*What to work on*: In the listing below, the lines from the first through the one with "transitions happen while" are to be copied word for word.

*The records*:
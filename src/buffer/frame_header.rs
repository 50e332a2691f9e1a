use parking_lot::{Mutex, RwLock, RwLockReadGuard, RwLockWriteGuard};

use crate::common::{FrameId, PageId, INVALID_PAGE_ID, PAGE_SIZE};

/// Metadata the pool tracks for one frame. All transitions happen while
/// the pool-wide mutex is held, so a single small mutex guards the lot.
#[derive(Debug)]
struct FrameMeta {
    /// The page resident in this frame (INVALID_PAGE_ID when free)
    page_id: PageId,
    /// Number of live references handed out for this frame
    pin_count: u32,
    /// Whether the image differs from the on-disk copy
    is_dirty: bool,
}

impl FrameMeta {
    fn empty() -> Self {
        Self {
            page_id: INVALID_PAGE_ID,
            pin_count: 0,
            is_dirty: false,
        }
    }
}

/// FrameHeader manages a single buffer frame: the resident page image
/// plus the metadata above. The `data` lock is the per-frame latch on
/// the page bytes, which the pool mutex deliberately does not cover.
pub struct FrameHeader {
    /// The frame ID (index in the buffer pool)
    frame_id: FrameId,
    meta: Mutex<FrameMeta>,
    /// The page image
    data: RwLock<Box<[u8; PAGE_SIZE]>>,
}

impl FrameHeader {
    pub fn new(frame_id: FrameId) -> Self {
        Self {
            frame_id,
            meta: Mutex::new(FrameMeta::empty()),
            data: RwLock::new(Box::new([0u8; PAGE_SIZE])),
        }
    }

    pub fn frame_id(&self) -> FrameId {
        self.frame_id
    }

    pub fn page_id(&self) -> PageId {
        self.meta.lock().page_id
    }

    pub(crate) fn set_page_id(&self, page_id: PageId) {
        self.meta.lock().page_id = page_id;
    }

    pub fn pin_count(&self) -> u32 {
        self.meta.lock().pin_count
    }

    /// Increments the pin count and returns the new value.
    pub(crate) fn pin(&self) -> u32 {
        let mut meta = self.meta.lock();
        meta.pin_count += 1;
        meta.pin_count
    }

    /// Decrements the pin count and returns the new value.
    /// Returns None if the pin count was already 0.
    pub(crate) fn unpin(&self) -> Option<u32> {
        let mut meta = self.meta.lock();
        if meta.pin_count == 0 {
            return None;
        }
        meta.pin_count -= 1;
        Some(meta.pin_count)
    }

    pub fn is_dirty(&self) -> bool {
        self.meta.lock().is_dirty
    }

    pub(crate) fn set_dirty(&self, dirty: bool) {
        self.meta.lock().is_dirty = dirty;
    }

    /// Latches the page image for reading.
    pub fn read_data(&self) -> RwLockReadGuard<'_, Box<[u8; PAGE_SIZE]>> {
        self.data.read()
    }

    /// Latches the page image for writing.
    pub fn write_data(&self) -> RwLockWriteGuard<'_, Box<[u8; PAGE_SIZE]>> {
        self.data.write()
    }

    /// Copies `image` into the frame.
    pub(crate) fn copy_from(&self, image: &[u8]) {
        self.write_data()[..].copy_from_slice(image);
    }

    /// Copies the frame image into `out`.
    pub(crate) fn copy_to(&self, out: &mut [u8]) {
        out.copy_from_slice(&self.read_data()[..]);
    }

    /// Returns the frame to its pristine state: no resident page, pin
    /// count zero, clean, zeroed image.
    pub(crate) fn reset(&self) {
        *self.meta.lock() = FrameMeta::empty();
        self.write_data().fill(0);
    }
}
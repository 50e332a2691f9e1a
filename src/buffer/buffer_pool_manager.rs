use std::collections::{HashMap, VecDeque};
use std::sync::Arc;

use log::debug;
use parking_lot::Mutex;

use crate::common::{FrameId, PageId, Result, PAGE_SIZE};
use crate::storage::disk::{DiskManager, DiskScheduler};

use super::{FrameHeader, LruReplacer};

/// Bookkeeping protected by the pool-wide mutex.
struct PoolState {
    /// Page table: maps resident page IDs to frame IDs
    page_table: HashMap<PageId, FrameId>,
    /// Frames that hold no page at all
    free_list: VecDeque<FrameId>,
}

/// BufferPoolManager caches disk pages in a fixed set of frames and
/// hands them out pinned. Victims are chosen by LRU over the unpinned
/// frames.
///
/// Every public operation is made atomic by a single pool-wide mutex
/// covering the page table, the free list, frame metadata transitions
/// and the replacer interaction (lock order is always pool before
/// replacer). Physical I/O happens while the mutex is held. The mutex
/// does not protect frame contents: callers latch the page bytes
/// through [`FrameHeader::read_data`] / [`FrameHeader::write_data`].
pub struct BufferPoolManager {
    /// Number of frames in the buffer pool
    pool_size: usize,
    /// The buffer pool frames, created once and never reallocated
    frames: Vec<Arc<FrameHeader>>,
    /// Page table and free list
    state: Mutex<PoolState>,
    /// LRU replacer for eviction decisions
    replacer: LruReplacer,
    /// Disk scheduler for physical I/O
    disk_scheduler: DiskScheduler,
}

impl BufferPoolManager {
    /// Creates a buffer pool of `pool_size` frames, all initially free.
    pub fn new(pool_size: usize, disk_manager: Arc<DiskManager>) -> Self {
        let mut frames = Vec::with_capacity(pool_size);
        let mut free_list = VecDeque::with_capacity(pool_size);

        for i in 0..pool_size {
            let frame_id = FrameId::new(i as u32);
            frames.push(Arc::new(FrameHeader::new(frame_id)));
            free_list.push_back(frame_id);
        }

        Self {
            pool_size,
            frames,
            state: Mutex::new(PoolState {
                page_table: HashMap::new(),
                free_list,
            }),
            replacer: LruReplacer::new(pool_size),
            disk_scheduler: DiskScheduler::new(disk_manager),
        }
    }

    /// Fetches `page_id` into the pool and returns its frame, pinned.
    ///
    /// Returns `Ok(None)` when the page is not resident and every frame
    /// is pinned (pool exhausted). On success the frame holds the
    /// current on-disk image and `pin_count >= 1`; at most one frame
    /// ever holds a given page id.
    pub fn fetch_page(&self, page_id: PageId) -> Result<Option<Arc<FrameHeader>>> {
        let mut state = self.state.lock();

        // Already resident: pin and return
        if let Some(&frame_id) = state.page_table.get(&page_id) {
            let frame = &self.frames[frame_id.as_usize()];
            frame.pin();
            self.replacer.pin(frame_id);
            return Ok(Some(Arc::clone(frame)));
        }

        let frame_id = match self.acquire_frame(&mut state)? {
            Some(frame_id) => frame_id,
            None => return Ok(None),
        };
        let frame = &self.frames[frame_id.as_usize()];

        state.page_table.insert(page_id, frame_id);
        frame.set_page_id(page_id);
        frame.pin();
        self.replacer.pin(frame_id);

        match self.disk_scheduler.schedule_read_sync(page_id) {
            Ok(image) => frame.copy_from(&image[..]),
            Err(e) => {
                // Back out the half-installed mapping
                state.page_table.remove(&page_id);
                frame.reset();
                state.free_list.push_back(frame_id);
                return Err(e);
            }
        }

        Ok(Some(Arc::clone(frame)))
    }

    /// Allocates a brand-new page on disk and returns its frame, pinned
    /// and zeroed. Returns `Ok(None)` when every frame is pinned.
    pub fn new_page(&self) -> Result<Option<Arc<FrameHeader>>> {
        let mut state = self.state.lock();

        // Refuse before touching the disk manager
        if state.free_list.is_empty() && self.replacer.size() == 0 {
            return Ok(None);
        }

        let page_id = self.disk_scheduler.disk_manager().allocate_page()?;

        let frame_id = match self.acquire_frame(&mut state)? {
            Some(frame_id) => frame_id,
            None => return Ok(None),
        };
        let frame = &self.frames[frame_id.as_usize()];

        state.page_table.insert(page_id, frame_id);
        frame.set_page_id(page_id);
        frame.pin();
        self.replacer.pin(frame_id);

        debug!("new page {} in {}", page_id, frame_id);
        Ok(Some(Arc::clone(frame)))
    }

    /// Drops one pin on `page_id`, optionally declaring the page dirty.
    ///
    /// Returns false if the page is not resident or already unpinned.
    /// A `true` dirty flag is sticky: a later clean unpin never clears
    /// it; only eviction write-back or an explicit flush does. When the
    /// last pin drops the frame becomes evictable.
    pub fn unpin_page(&self, page_id: PageId, is_dirty: bool) -> bool {
        let state = self.state.lock();

        let frame_id = match state.page_table.get(&page_id) {
            Some(&frame_id) => frame_id,
            None => return false,
        };
        let frame = &self.frames[frame_id.as_usize()];

        if frame.pin_count() == 0 {
            return false;
        }

        if is_dirty {
            frame.set_dirty(true);
        }

        if frame.unpin() == Some(0) {
            self.replacer.unpin(frame_id);
        }
        true
    }

    /// Writes a resident page's image to disk regardless of its dirty
    /// bit and clears the bit. Returns false if the page is not
    /// resident. Flushing does not unpin.
    pub fn flush_page(&self, page_id: PageId) -> Result<bool> {
        let state = self.state.lock();

        let frame_id = match state.page_table.get(&page_id) {
            Some(&frame_id) => frame_id,
            None => return Ok(false),
        };
        let frame = &self.frames[frame_id.as_usize()];

        let mut image = [0u8; PAGE_SIZE];
        frame.copy_to(&mut image);
        self.disk_scheduler.schedule_write_sync(page_id, &image)?;
        frame.set_dirty(false);

        Ok(true)
    }

    /// Flushes every resident page, pinned ones included.
    pub fn flush_all_pages(&self) -> Result<()> {
        let state = self.state.lock();

        for (&page_id, &frame_id) in state.page_table.iter() {
            let frame = &self.frames[frame_id.as_usize()];

            let mut image = [0u8; PAGE_SIZE];
            frame.copy_to(&mut image);
            self.disk_scheduler.schedule_write_sync(page_id, &image)?;
            frame.set_dirty(false);
        }

        Ok(())
    }

    /// Removes a page from the pool and deallocates it on disk.
    ///
    /// A page that is not resident deallocates immediately and returns
    /// true. A pinned page cannot be deleted and returns false.
    pub fn delete_page(&self, page_id: PageId) -> Result<bool> {
        let mut state = self.state.lock();

        let frame_id = match state.page_table.get(&page_id) {
            Some(&frame_id) => frame_id,
            None => {
                self.disk_scheduler.disk_manager().deallocate_page(page_id);
                return Ok(true);
            }
        };
        let frame = &self.frames[frame_id.as_usize()];

        if frame.pin_count() > 0 {
            return Ok(false);
        }

        state.page_table.remove(&page_id);
        self.replacer.pin(frame_id);
        frame.reset();
        state.free_list.push_back(frame_id);
        self.disk_scheduler.disk_manager().deallocate_page(page_id);

        Ok(true)
    }

    /// Returns the pin count of a resident page.
    pub fn get_pin_count(&self, page_id: PageId) -> Option<u32> {
        let state = self.state.lock();
        state
            .page_table
            .get(&page_id)
            .map(|&frame_id| self.frames[frame_id.as_usize()].pin_count())
    }

    pub fn pool_size(&self) -> usize {
        self.pool_size
    }

    pub fn free_frame_count(&self) -> usize {
        self.state.lock().free_list.len()
    }

    /// Number of evictable frames.
    pub fn evictable_count(&self) -> usize {
        self.replacer.size()
    }

    pub fn disk_manager(&self) -> &Arc<DiskManager> {
        self.disk_scheduler.disk_manager()
    }

    /// Hands out a frame to load a page into: the free list first, then
    /// an LRU victim. A dirty victim's image is written back before the
    /// frame is reused; the victim's page-table entry is removed and the
    /// frame comes back zeroed and clean. `Ok(None)` means every frame
    /// is pinned.
    fn acquire_frame(&self, state: &mut PoolState) -> Result<Option<FrameId>> {
        if let Some(frame_id) = state.free_list.pop_front() {
            return Ok(Some(frame_id));
        }

        let frame_id = match self.replacer.victim() {
            Some(frame_id) => frame_id,
            None => return Ok(None),
        };
        let frame = &self.frames[frame_id.as_usize()];
        let old_page_id = frame.page_id();

        if frame.is_dirty() {
            debug!("evicting dirty {} from {}", old_page_id, frame_id);
            let mut image = [0u8; PAGE_SIZE];
            frame.copy_to(&mut image);
            if let Err(e) = self.disk_scheduler.schedule_write_sync(old_page_id, &image) {
                // The victim stays resident; make it evictable again
                self.replacer.unpin(frame_id);
                return Err(e);
            }
        }

        state.page_table.remove(&old_page_id);
        frame.reset();
        Ok(Some(frame_id))
    }
}
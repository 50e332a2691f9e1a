use thiserror::Error;

use super::types::PageId;

/// Storage core error types
#[derive(Error, Debug)]
pub enum BurrowError {
    #[error("I/O error: {0}")]
    Io(#[from] std::io::Error),

    #[error("Page {0} not found")]
    PageNotFound(PageId),

    #[error("Index {index} out of range for node of size {size}")]
    IndexOutOfRange { index: usize, size: usize },

    #[error("Invalid node state: {0}")]
    InvalidNodeState(&'static str),

    #[error("Channel error: {0}")]
    Channel(String),
}

pub type Result<T> = std::result::Result<T, BurrowError>;
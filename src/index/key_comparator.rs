use std::cmp::Ordering;
use std::fmt;

/// Opaque fixed-width index key. The tree stores keys of widths 4, 8,
/// 16, 32 and 64 bytes; any width compiles.
#[derive(Clone, Copy, PartialEq, Eq)]
pub struct GenericKey<const N: usize> {
    data: [u8; N],
}

impl<const N: usize> GenericKey<N> {
    pub fn zeroed() -> Self {
        Self { data: [0u8; N] }
    }

    /// Builds a key from up to `N` bytes; shorter input is zero-padded.
    pub fn from_bytes(bytes: &[u8]) -> Self {
        let mut data = [0u8; N];
        let len = bytes.len().min(N);
        data[..len].copy_from_slice(&bytes[..len]);
        Self { data }
    }

    /// Encodes an integer big-endian so that bytewise order matches
    /// numeric order.
    pub fn from_u64(value: u64) -> Self {
        let mut data = [0u8; N];
        let be = value.to_be_bytes();
        let take = N.min(8);
        data[N - take..].copy_from_slice(&be[8 - take..]);
        Self { data }
    }

    pub fn as_bytes(&self) -> &[u8] {
        &self.data
    }
}

impl<const N: usize> fmt::Debug for GenericKey<N> {
    fn fmt(&self, f: &mut fmt::Formatter<'_>) -> fmt::Result {
        write!(f, "GenericKey{:?}", &self.data)
    }
}

/// Total order over fixed-width keys, yielding the usual tri-valued
/// result.
pub trait KeyComparator<const N: usize>: Send + Sync {
    fn compare(&self, a: &GenericKey<N>, b: &GenericKey<N>) -> Ordering;
}

/// Bytewise comparator. Combined with `GenericKey::from_u64` this
/// orders integer keys numerically.
pub struct GenericComparator<const N: usize>;

impl<const N: usize> KeyComparator<N> for GenericComparator<N> {
    fn compare(&self, a: &GenericKey<N>, b: &GenericKey<N>) -> Ordering {
        a.as_bytes().cmp(b.as_bytes())
    }
}

#[cfg(test)]
mod tests {
    use super::*;

    #[test]
    fn test_from_u64_orders_numerically() {
        let cmp = GenericComparator::<8>;
        let small = GenericKey::<8>::from_u64(5);
        let big = GenericKey::<8>::from_u64(1000);

        assert_eq!(cmp.compare(&small, &big), Ordering::Less);
        assert_eq!(cmp.compare(&big, &small), Ordering::Greater);
        assert_eq!(cmp.compare(&small, &small), Ordering::Equal);
    }

    #[test]
    fn test_narrow_width_keys() {
        let cmp = GenericComparator::<4>;
        let a = GenericKey::<4>::from_u64(3);
        let b = GenericKey::<4>::from_u64(200_000);
        assert_eq!(cmp.compare(&a, &b), Ordering::Less);
    }

    #[test]
    fn test_from_bytes_zero_pads() {
        let key = GenericKey::<16>::from_bytes(b"abc");
        assert_eq!(&key.as_bytes()[..3], b"abc");
        assert!(key.as_bytes()[3..].iter().all(|&b| b == 0));
    }
}
//! Burrow - the storage core of a disk-oriented relational database
//!
//! This crate implements the two subsystems a disk-oriented engine
//! stands on: a fixed-size buffer pool that caches disk pages under an
//! LRU replacement discipline, and the B+ tree node page formats whose
//! internal and leaf nodes live inside buffer-pool frames.
//!
//! # Architecture
//!
//! - **Storage Layer** (`storage`): disk I/O
//!   - `DiskManager`: reads and writes pages in a single database file
//!   - `DiskScheduler`: background-thread disk I/O queue
//!
//! - **Buffer Pool** (`buffer`): memory management for database pages
//!   - `BufferPoolManager`: fetches pages from disk, caches them in a
//!     fixed set of frames and hands them out pinned
//!   - `LruReplacer`: least-recently-unpinned victim selection
//!   - `FrameHeader`: per-frame metadata plus the page image
//!
//! - **Index** (`index`): B+ tree node formats
//!   - `BTreeInternalPage` / `BTreeLeafPage`: the two in-page layouts,
//!     generic over fixed key widths, with search, ordered insertion,
//!     split, merge and redistribution primitives
//!   - `GenericKey` / `KeyComparator`: opaque fixed-width keys with
//!     pluggable total orders
//!
//! # Example
//!
//! ```rust,no_run
//! use std::sync::Arc;
//! use burrow::buffer::BufferPoolManager;
//! use burrow::index::{BTreeLeafPage, GenericComparator, GenericKey};
//! use burrow::storage::disk::DiskManager;
//! use burrow::common::{RecordId, SlotId, INVALID_PAGE_ID};
//!
//! let disk_manager = Arc::new(DiskManager::new("test.db").unwrap());
//! let bpm = BufferPoolManager::new(100, disk_manager);
//!
//! // Allocate a page and format it as a B+ tree leaf
//! let frame = bpm.new_page().unwrap().unwrap();
//! let page_id = frame.page_id();
//! {
//!     let mut data = frame.write_data();
//!     let mut leaf = BTreeLeafPage::<8>::new(&mut data[..]);
//!     leaf.init(page_id, INVALID_PAGE_ID, 32);
//!     leaf.insert(
//!         &GenericKey::from_u64(42),
//!         RecordId::new(page_id, SlotId::new(0)),
//!         &GenericComparator::<8>,
//!     );
//! }
//! bpm.unpin_page(page_id, true);
//! bpm.flush_page(page_id).unwrap();
//! ```

pub mod buffer;
pub mod common;
pub mod index;
pub mod storage;

// Re-export commonly used types at the crate root
pub use common::{BurrowError, FrameId, PageId, RecordId, Result, SlotId};
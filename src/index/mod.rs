mod btree_internal_page;
mod btree_leaf_page;
mod btree_page;
mod key_comparator;

pub use btree_internal_page::BTreeInternalPage;
pub use btree_leaf_page::BTreeLeafPage;
pub use btree_page::{BTreePageMut, BTreePageRef, IndexPageType};
pub use key_comparator::{GenericComparator, GenericKey, KeyComparator};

*Answer to the problem*:
filename src/buffer/frame_header.rs
repository 50e332a2691f9e1a
use parking_lot::{Mutex, RwLock, RwLockReadGuard, RwLockWriteGuard};

use crate::common::{FrameId, PageId, INVALID_PAGE_ID, PAGE_SIZE};

/// Metadata the pool tracks for one frame. All transitions happen while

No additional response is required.